»Sonne, Mond und Kornfeld«: Fiebern und Überleben

Dostojewski in modern: »Sonne, Mond und Kornfeld«, der späte Debütroman des Temur Babluani

  • Frank Willmann
  • Lesedauer: 3 Min.

Temur Babluani war hierzulande bisher als Filmemacher bekannt, 1993 gewann er auf der Berlinale den Silbernen Bären für seinen Film »Die Sonne der Wachenden«. Darin geht es im weitesten Sinne um Großzügigkeit und Vergebung im Georgien der Sowjetzeit. In der Kulturszene Georgiens ist der seit mehr als 20 Jahren in Paris lebende Drehbuchautor, Regisseur und Schauspieler ein Star. 2018 legte er seinen ersten Roman vor und erhielt den georgischen Saba-Preis für das beste Debüt. Dieser ist in einfühlsamer Übersetzung durch Rachel Gratzfeld nunmehr auch auf Deutsch erhältlich und sehr zu empfehlen.

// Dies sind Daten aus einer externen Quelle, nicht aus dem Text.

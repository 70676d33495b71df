use common::projection::{action_rows, HORIZON_LABELS, MISSING_CELL};
use common::{AnalysisResponse, Recommendation};
use yew::prelude::*;

use super::{TD_LEFT, TD_SYMBOL, TH_LEFT};

#[derive(Properties, PartialEq)]
pub struct ActionTableProps {
    pub response: AnalysisResponse,
}

fn recommendation_cell(recommendation: Option<&Recommendation>) -> Html {
    match recommendation {
        Some(rec) => html! {
            <>{rec.price.to_string()}{" / "}<em>{rec.action.label()}</em></>
        },
        None => html! { {MISSING_CELL} },
    }
}

#[function_component(ActionTable)]
pub fn action_table(props: &ActionTableProps) -> Html {
    let rows = action_rows(&props.response);
    if rows.is_empty() {
        return html! {};
    }

    html! {
        <div class="overflow-x-auto mb-6">
            <table class="table table-zebra w-full">
                <thead>
                    <tr>
                        <th class={TH_LEFT}>{"Symbol"}</th>
                        {for HORIZON_LABELS.iter().map(|label| html! {
                            <th class={TH_LEFT}>{*label}</th>
                        })}
                    </tr>
                </thead>
                <tbody>
                    {for rows.iter().map(|row| html! {
                        <tr key={row.symbol.clone()}>
                            <td class={TD_SYMBOL}>{&row.symbol}</td>
                            {for row.horizons.iter().map(|rec| html! {
                                <td class={TD_LEFT}>{recommendation_cell(rec.as_ref())}</td>
                            })}
                        </tr>
                    })}
                </tbody>
            </table>
        </div>
    }
}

Tbilissi 1968. Dschude ist 17, Sohn eines Schuhmachers und Trunkenbolds, dem die Frau davongelaufen ist. »Kaum war er mit der Arbeit fertig, leerte er nebenan im Lebensmittelgeschäft zusammen mit den übrigen Säufern eine Flasche Wodka und torkelte dann, Taschen mit sich schleppend, die Treppe zu unserer Wohnung hinauf. In den Taschen befanden sich sein Werkzeug und die Schuhe, die geflickt werden mussten.«

Dschude beendet gerade seine Schule, liebt Manuschaka und hält seinem Freund Chaim die Treue, selbst wenn dieser smarte Junge aus dem jüdischen Viertel sich immer tiefer in kriminelle Abenteuer stürzt. Es geht rau zu in der Stadt; schneller, als man eine Jeanshose von der Wäscheleine klauen kann, sitzt man im Schlamassel. Um Chaim zu schützen, nimmt Dschude zwei Morde auf sich, eine Odyssee durch sowjetische Straflager beginnt.

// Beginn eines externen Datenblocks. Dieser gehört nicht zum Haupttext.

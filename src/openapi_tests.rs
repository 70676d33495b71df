#[cfg(test)]
mod tests {
    use crate::schemas::ApiDoc;
    use utoipa::OpenApi;

    fn object_properties(name: &str) -> Vec<String> {
        let openapi = ApiDoc::openapi();
        let components = openapi.components.as_ref().unwrap();
        match components.schemas.get(name).unwrap() {
            utoipa::openapi::RefOr::T(utoipa::openapi::schema::Schema::Object(obj)) => {
                obj.properties.keys().cloned().collect()
            }
            _ => panic!("{} should be an object schema", name),
        }
    }

    #[test]
    fn test_openapi_schema_generation() {
        let openapi = ApiDoc::openapi();

        assert!(openapi.components.is_some());
        let components = openapi.components.as_ref().unwrap();

        for name in ["ErrorBody", "HealthResponse", "AnalyzeRequest", "AnalysisResponse", "SymbolAnalysis"] {
            assert!(components.schemas.contains_key(name), "missing schema {}", name);
        }

        assert!(serde_json::to_string(&openapi).is_ok());
    }

    #[test]
    fn test_health_response_schema_structure() {
        let properties = object_properties("HealthResponse");
        for field in ["status", "version", "upstream"] {
            assert!(properties.contains(&field.to_string()));
        }
    }

    #[test]
    fn test_analyze_request_schema_structure() {
        let properties = object_properties("AnalyzeRequest");
        for field in ["symbols", "start", "end"] {
            assert!(properties.contains(&field.to_string()));
        }
    }

    #[test]
    fn test_symbol_analysis_uses_wire_names() {
        let properties = object_properties("SymbolAnalysis");
        for field in ["predictions", "evalScores", "summaryStats", "bollinger", "error"] {
            assert!(properties.contains(&field.to_string()), "missing {}", field);
        }
    }

    #[test]
    fn test_openapi_paths() {
        let openapi = ApiDoc::openapi();

        let health = openapi.paths.paths.get("/health").unwrap();
        assert!(health.operations.contains_key(&utoipa::openapi::PathItemType::Get));

        let analyze = openapi.paths.paths.get("/api/analyze").unwrap();
        let post = analyze
            .operations
            .get(&utoipa::openapi::PathItemType::Post)
            .unwrap();
        for status in ["200", "400", "502", "504"] {
            assert!(post.responses.responses.contains_key(status), "missing {}", status);
        }
    }
}
use anyhow::Result;
use clap::Parser;
use tracing_subscriber::{layer::SubscriberExt, util::SubscriberInitExt};

mod cli;
mod config;
mod error;
mod handlers;
mod openapi_tests;
mod router;
mod schemas;
mod test_utils;
mod tests;
mod upstream;

use cli::Cli;

/// Main entry point for the stockcast dashboard server.
#[tokio::main]
async fn main() -> Result<()> {
    // Initialize tracing
    tracing_subscriber::registry()
        .with(
            tracing_subscriber::EnvFilter::try_from_default_env()
                .unwrap_or_else(|_| "stockcast=debug,tower_http=debug".into()),
        )
        .with(tracing_subscriber::fmt::layer())
        .init();

    let cli = Cli::parse();
    cli.run().await
}
use common::{
    ActionSet, AnalysisResponse, AnalyzeRequest, BollingerSeries, ErrorBody, ForecastPoint,
    NormalizedSeries, Recommendation, SummaryStats, SymbolAnalysis,
};
use moka::future::Cache;
use serde::{Deserialize, Serialize};
use std::sync::Arc;
use utoipa::{OpenApi, ToSchema};

use crate::config::ServerConfig;
use crate::upstream::AnalysisUpstream;

/// Application state shared across handlers
#[derive(Clone, Debug)]
pub struct AppState {
    /// Resolved configuration
    pub config: Arc<ServerConfig>,
    /// Analysis service client
    pub upstream: AnalysisUpstream,
    /// Successful analysis bodies keyed by canonical request, `None` when disabled
    pub cache: Option<Cache<String, String>>,
}

/// Health check response
#[derive(Debug, Serialize, Deserialize, ToSchema)]
pub struct HealthResponse {
    /// Service status
    pub status: String,
    /// Service version
    pub version: String,
    /// Analysis service reachability
    pub upstream: String,
}

/// OpenAPI documentation
#[derive(OpenApi)]
#[openapi(
    paths(
        crate::handlers::health::health_check,
        crate::handlers::analyze::analyze,
    ),
    components(
        schemas(
            ErrorBody,
            HealthResponse,
            AnalyzeRequest,
            AnalysisResponse,
            SymbolAnalysis,
            ForecastPoint,
            NormalizedSeries,
            SummaryStats,
            BollingerSeries,
            ActionSet,
            Recommendation,
        )
    ),
    tags(
        (name = "health", description = "Health check endpoints"),
        (name = "analysis", description = "Stock forecast analysis"),
    ),
    info(
        title = "stockcast API",
        description = "Dashboard server for multi-symbol stock forecasts",
        version = "0.1.0",
        license(
            name = "MIT",
            url = "https://opensource.org/licenses/MIT"
        )
    )
)]
pub struct ApiDoc;
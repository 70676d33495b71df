pub mod bollinger;
pub mod forecast;
pub mod normalized;
pub mod plot;

pub use bollinger::BollingerChart;
pub use forecast::ForecastChart;
pub use normalized::NormalizedChart;
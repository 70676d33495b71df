use axum::{extract::State, response::Json};
use tracing::instrument;

use crate::schemas::{AppState, HealthResponse};

/// Health check endpoint
#[utoipa::path(
    get,
    path = "/health",
    tag = "health",
    responses(
        (status = 200, description = "Service is healthy", body = HealthResponse)
    )
)]
#[instrument(skip(state))]
pub async fn health_check(State(state): State<AppState>) -> Json<HealthResponse> {
    let upstream = if state.upstream.ping().await {
        "reachable"
    } else {
        "unreachable"
    };

    Json(HealthResponse {
        status: "healthy".to_string(),
        version: env!("CARGO_PKG_VERSION").to_string(),
        upstream: upstream.to_string(),
    })
}
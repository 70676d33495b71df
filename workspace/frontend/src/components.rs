pub mod charts;
pub mod dashboard;
pub mod info_tooltip;
pub mod stock_form;
pub mod tables;
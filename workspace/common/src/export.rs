use csv::{Terminator, WriterBuilder};
use tracing::debug;

use crate::analysis::AnalysisResponse;
use crate::error::ExportError;
use crate::projection::forecast_table;

/// File name offered for the forecast download.
pub const FORECAST_CSV_FILENAME: &str = "7_day_forecast.csv";

/// Serialize the forecast table as CSV.
///
/// The header is `Date` followed by one column per symbol with forecast
/// points; rows follow the chart's date order and absent values are written
/// as empty cells. Returns `None` when there is nothing to export.
pub fn forecast_csv(response: &AnalysisResponse) -> Result<Option<String>, ExportError> {
    let table = forecast_table(response);
    if table.is_empty() || table.rows.is_empty() {
        return Ok(None);
    }

    let mut writer = WriterBuilder::new()
        .terminator(Terminator::Any(b'\n'))
        .from_writer(Vec::new());

    let mut header = Vec::with_capacity(table.keys.len() + 1);
    header.push("Date".to_string());
    header.extend(table.keys.iter().cloned());
    writer.write_record(&header)?;

    for row in &table.rows {
        let mut record = Vec::with_capacity(row.values.len() + 1);
        record.push(row.date.format("%Y-%m-%d").to_string());
        record.extend(
            row.values
                .iter()
                .map(|v| v.map(|v| v.to_string()).unwrap_or_default()),
        );
        writer.write_record(&record)?;
    }

    let bytes = writer
        .into_inner()
        .map_err(|e| ExportError::Flush(e.to_string()))?;
    let mut csv = String::from_utf8(bytes)?;
    if csv.ends_with('\n') {
        csv.pop();
    }

    debug!(rows = table.rows.len(), columns = table.keys.len(), "forecast CSV built");
    Ok(Some(csv))
}

#[cfg(test)]
mod tests {
    use super::*;
    use crate::analysis::{ForecastPoint, SymbolAnalysis};
    use chrono::NaiveDate;
    use pretty_assertions::assert_eq;

    fn date(s: &str) -> NaiveDate {
        NaiveDate::parse_from_str(s, "%Y-%m-%d").unwrap()
    }

    fn forecast(points: &[(&str, f64)]) -> SymbolAnalysis {
        SymbolAnalysis {
            predictions: Some(
                points
                    .iter()
                    .map(|(d, v)| ForecastPoint { date: date(d), predicted: *v })
                    .collect(),
            ),
            ..Default::default()
        }
    }

    #[test]
    fn test_no_forecasts_means_no_export() {
        let mut response = AnalysisResponse::new();
        assert!(forecast_csv(&response).unwrap().is_none());

        response.insert(
            "TSLA",
            SymbolAnalysis {
                error: Some("No data for TSLA".into()),
                ..Default::default()
            },
        );
        assert!(forecast_csv(&response).unwrap().is_none());
    }

    #[test]
    fn test_csv_aligns_rows_with_chart() {
        let mut response = AnalysisResponse::new();
        response.insert("AAPL", forecast(&[("2024-04-01", 171.5), ("2024-04-02", 172.25)]));
        response.insert("MSFT", forecast(&[("2024-04-01", 420.0), ("2024-04-02", 421.5)]));

        let csv = forecast_csv(&response).unwrap().unwrap();
        assert_eq!(
            csv,
            "Date,AAPL,MSFT\n2024-04-01,171.5,420\n2024-04-02,172.25,421.5"
        );
    }

    #[test]
    fn test_csv_leaves_missing_values_empty() {
        let mut response = AnalysisResponse::new();
        response.insert("AAPL", forecast(&[("2024-04-01", 1.5), ("2024-04-02", 2.5)]));
        response.insert("MSFT", forecast(&[("2024-04-02", 3.5)]));

        let csv = forecast_csv(&response).unwrap().unwrap();
        let lines: Vec<&str> = csv.lines().collect();
        assert_eq!(lines, vec!["Date,AAPL,MSFT", "2024-04-01,1.5,", "2024-04-02,2.5,3.5"]);
    }
}
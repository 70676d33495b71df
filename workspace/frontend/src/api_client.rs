use common::{AnalysisResponse, AnalyzeError, AnalyzeRequest};
use gloo_net::http::Request;

use crate::settings;

pub const ANALYZE_ENDPOINT: &str = "/analyze";

/// Send one analysis request. There are no retries; every failure is
/// reported through [`AnalyzeError`].
pub async fn analyze(request: &AnalyzeRequest) -> Result<AnalysisResponse, AnalyzeError> {
    let url = settings::get_settings().api_url(ANALYZE_ENDPOINT);
    log::debug!("POST request to: {} for {:?}", url, request.symbols);

    let response = Request::post(&url)
        .json(request)
        .map_err(|e| {
            log::error!("POST {} - Failed to serialize request: {}", ANALYZE_ENDPOINT, e);
            AnalyzeError::Transport(e.to_string())
        })?
        .send()
        .await
        .map_err(|e| {
            log::error!("POST {} - Request failed: {}", ANALYZE_ENDPOINT, e);
            AnalyzeError::Transport(e.to_string())
        })?;

    if !response.ok() {
        let status = response.status();
        log::warn!("POST {} - Non-OK response: {}", ANALYZE_ENDPOINT, status);
        let body = response.text().await.unwrap_or_default();
        let err = AnalyzeError::from_response(status, &body);
        log::error!("POST {} - API error: {}", ANALYZE_ENDPOINT, err);
        return Err(err);
    }

    log::trace!("POST {} - Response received, parsing JSON", ANALYZE_ENDPOINT);
    let body = response.text().await.map_err(|e| {
        log::error!("POST {} - Failed to read body: {}", ANALYZE_ENDPOINT, e);
        AnalyzeError::Transport(e.to_string())
    })?;
    let analysis: AnalysisResponse = serde_json::from_str(&body).map_err(|e| {
        log::error!("POST {} - Failed to parse response: {}", ANALYZE_ENDPOINT, e);
        AnalyzeError::Malformed(e.to_string())
    })?;

    log::info!("POST {} - Success, {} symbols", ANALYZE_ENDPOINT, analysis.len());
    Ok(analysis)
}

In rasanter Geschwindigkeit schildert Babluani die folgenden Jahrzehnte, atemlos geschnitten wie ein Thriller – bis zu einem bitter-süßen Ende weit nach dem Zusammenbruch des Ostblocks. Manchmal hält die irrwitzige Schlittenfahrt inne, richtet sich ein Scheinwerfer auf eine abgelegene wie spartanische Kulisse und: Wir sind mittendrin, leiden und fiebern minutiös mit unserem Dschude, träumen von Manuschaka oder einem Loch im Zaun, einem gut vergrabenen Goldschatz oder dem nächsten Schneesturm. Das ist extrem spannend, dunkel und hell, kitschig und dramatisch, es ist ein Knastbuch, ein Totenhausbuch, Dostojewski in modern.

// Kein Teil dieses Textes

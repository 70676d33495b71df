use axum::{
    extract::{rejection::JsonRejection, State},
    http::{header, HeaderValue, StatusCode},
    response::{IntoResponse, Json, Response},
};
use common::{AnalysisResponse, AnalyzeRequest, ErrorBody};
use tracing::{debug, info, instrument};

use crate::error::ProxyError;
use crate::schemas::AppState;
use crate::upstream::UpstreamReply;

/// Forward an analysis request to the analysis service.
///
/// The request is validated first; the upstream status and body are then
/// relayed unchanged. Successful bodies are cached per canonical request.
#[utoipa::path(
    post,
    path = "/api/analyze",
    tag = "analysis",
    request_body = AnalyzeRequest,
    responses(
        (status = 200, description = "Analysis results keyed by symbol", body = AnalysisResponse),
        (status = 400, description = "Invalid request", body = ErrorBody),
        (status = 502, description = "Analysis service unavailable", body = ErrorBody),
        (status = 504, description = "Analysis service timed out", body = ErrorBody)
    )
)]
#[instrument(skip(state, payload))]
pub async fn analyze(
    State(state): State<AppState>,
    payload: Result<Json<AnalyzeRequest>, JsonRejection>,
) -> Result<Response, ProxyError> {
    let Json(request) = payload.map_err(|rejection| {
        debug!("Rejected analysis body: {}", rejection.body_text());
        ProxyError::InvalidRequest(rejection.body_text())
    })?;
    request.check().map_err(ProxyError::InvalidRequest)?;

    let key = request.cache_key();
    if let Some(cache) = &state.cache {
        if let Some(body) = cache.get(&key).await {
            debug!("Cache hit for {}", key);
            return Ok(json_response(StatusCode::OK, body));
        }
    }

    info!(symbols = ?request.symbols, "Requesting analysis");
    let reply = state.upstream.analyze(&request).await?;

    if reply.status.is_success() {
        if let Some(cache) = &state.cache {
            cache.insert(key, reply.body.clone()).await;
        }
    }
    Ok(relay(reply))
}

fn json_response(status: StatusCode, body: String) -> Response {
    (
        status,
        [(header::CONTENT_TYPE, HeaderValue::from_static("application/json"))],
        body,
    )
        .into_response()
}

fn relay(reply: UpstreamReply) -> Response {
    let content_type = reply
        .content_type
        .unwrap_or_else(|| HeaderValue::from_static("application/json"));
    (reply.status, [(header::CONTENT_TYPE, content_type)], reply.body).into_response()
}
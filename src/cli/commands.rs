pub mod config;
pub mod serve;

pub use config::print_config;
pub use serve::serve;
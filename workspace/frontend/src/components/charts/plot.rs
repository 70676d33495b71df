use plotly::common::{Line, Mode, Title};
use plotly::layout::Axis;
use plotly::{Layout, Scatter};
use serde::Serialize;
use wasm_bindgen::prelude::*;
use web_sys::HtmlElement;
use yew::prelude::*;

#[wasm_bindgen]
extern "C" {
    #[wasm_bindgen(js_namespace = Plotly)]
    fn newPlot(div_id: &str, data: JsValue, layout: JsValue);
}

/// One line of a chart. `values[i]` belongs to `dates[i]` of the chart;
/// `None` leaves a gap instead of dropping to zero.
#[derive(Clone, PartialEq, Debug)]
pub struct LineSeries {
    pub name: String,
    pub color: &'static str,
    pub values: Vec<Option<f64>>,
}

#[derive(Properties, PartialEq, Clone)]
pub struct LinePlotProps {
    pub div_id: AttrValue,
    pub title: AttrValue,
    pub y_title: AttrValue,
    pub dates: Vec<String>,
    pub series: Vec<LineSeries>,
}

/// Plotly line chart over a shared date axis.
#[function_component(LinePlot)]
pub fn line_plot(props: &LinePlotProps) -> Html {
    let container_ref = use_node_ref();

    use_effect_with((container_ref.clone(), props.clone()), move |(container_ref, props)| {
        if let Some(element) = container_ref.cast::<HtmlElement>() {
            element.set_id(&props.div_id);
            if let Err(e) = render(props) {
                log::error!("Failed to render chart {}: {:?}", props.div_id, e);
            }
        }
        || ()
    });

    html! {
        <div ref={container_ref} style="width:100%; height:400px;"></div>
    }
}

fn render(props: &LinePlotProps) -> Result<(), JsValue> {
    let serializer = serde_wasm_bindgen::Serializer::json_compatible();

    let data = js_sys::Array::new();
    for series in &props.series {
        let trace = Scatter::new(props.dates.clone(), series.values.clone())
            .mode(Mode::Lines)
            .name(series.name.as_str())
            .line(Line::new().color(series.color).width(2.0));
        data.push(&trace.serialize(&serializer)?);
    }

    let layout = Layout::new()
        .title(Title::with_text(props.title.as_str()))
        .x_axis(Axis::new().title(Title::with_text("Date")))
        .y_axis(Axis::new().title(Title::with_text(props.y_title.as_str())))
        .height(400);
    let layout = layout.serialize(&serializer)?;

    log::trace!("Plotting {} series into {}", props.series.len(), props.div_id);
    newPlot(&props.div_id, data.into(), layout);
    Ok(())
}
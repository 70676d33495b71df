use common::projection::bollinger_rows;
use common::AnalysisResponse;
use yew::prelude::*;

use super::plot::{LinePlot, LineSeries};

const UPPER_COLOR: &str = "#8884d8";
const LOWER_COLOR: &str = "#82ca9d";
const CLOSE_COLOR: &str = "#FF8042";

#[derive(Properties, PartialEq)]
pub struct BollingerChartProps {
    pub response: AnalysisResponse,
}

/// Bollinger bands of the market index.
#[function_component(BollingerChart)]
pub fn bollinger_chart(props: &BollingerChartProps) -> Html {
    let Some(rows) = bollinger_rows(&props.response) else {
        return html! { <p class="text-sm text-gray-500">{"No Bollinger data"}</p> };
    };
    if rows.is_empty() {
        return html! {};
    }

    let dates = rows.iter().map(|r| r.date.to_string()).collect::<Vec<_>>();
    let line = |name: &str, color: &'static str, value: fn(&common::projection::BollingerRow) -> Option<f64>| {
        LineSeries {
            name: name.to_string(),
            color,
            values: rows.iter().map(value).collect(),
        }
    };
    let series = vec![
        line("Upper Band", UPPER_COLOR, |r| r.upper),
        line("Lower Band", LOWER_COLOR, |r| r.lower),
        line("Close Price", CLOSE_COLOR, |r| r.close),
    ];

    html! {
        <LinePlot
            div_id="bollinger-chart"
            title="Bollinger Bands"
            y_title="Price"
            {dates}
            {series}
        />
    }
}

»In dem Lager gab es eine ziemlich gut ausgestattete Bibliothek. Über Ostsibirien hatte ich schon mehr als dreißig Bücher gelesen, mehrheitlich Berichte von Jägern und ehemaligen Lagerinsassen. Diese Memoiren glichen einander sehr. Jermaks Eroberung Sibiriens brachten mich jedoch sehr zum Staunen. Ich konnte mir nicht vorstellen, wie es sechshundert Mann gelungen war, ein so riesiges Gebiet einzunehmen. (…) Mir wurde klar, dass mir zusammen mit mehreren Milliarden Wesen wie ich, also Menschen, im Kosmos keine besondere Stellung zukam. Wenn wir verschwänden, würde sich damit nichts ändern.«

Und doch gibt es groteske Schicksalswendungen und überraschende Begegnungen. Es ist ein Buch über die Liebe, über Freundschaft und Wissbegierde. Eine Wissbegierde, die in die Freiheit führen kann, zurück zu Manuschaka und Chaim.

Temur Babluani: Sonne, Mond und Kornfeld. A. d. Georg. v. Rachel Gratzfeld. Voland & Quist, 546 S., geb. 28 €.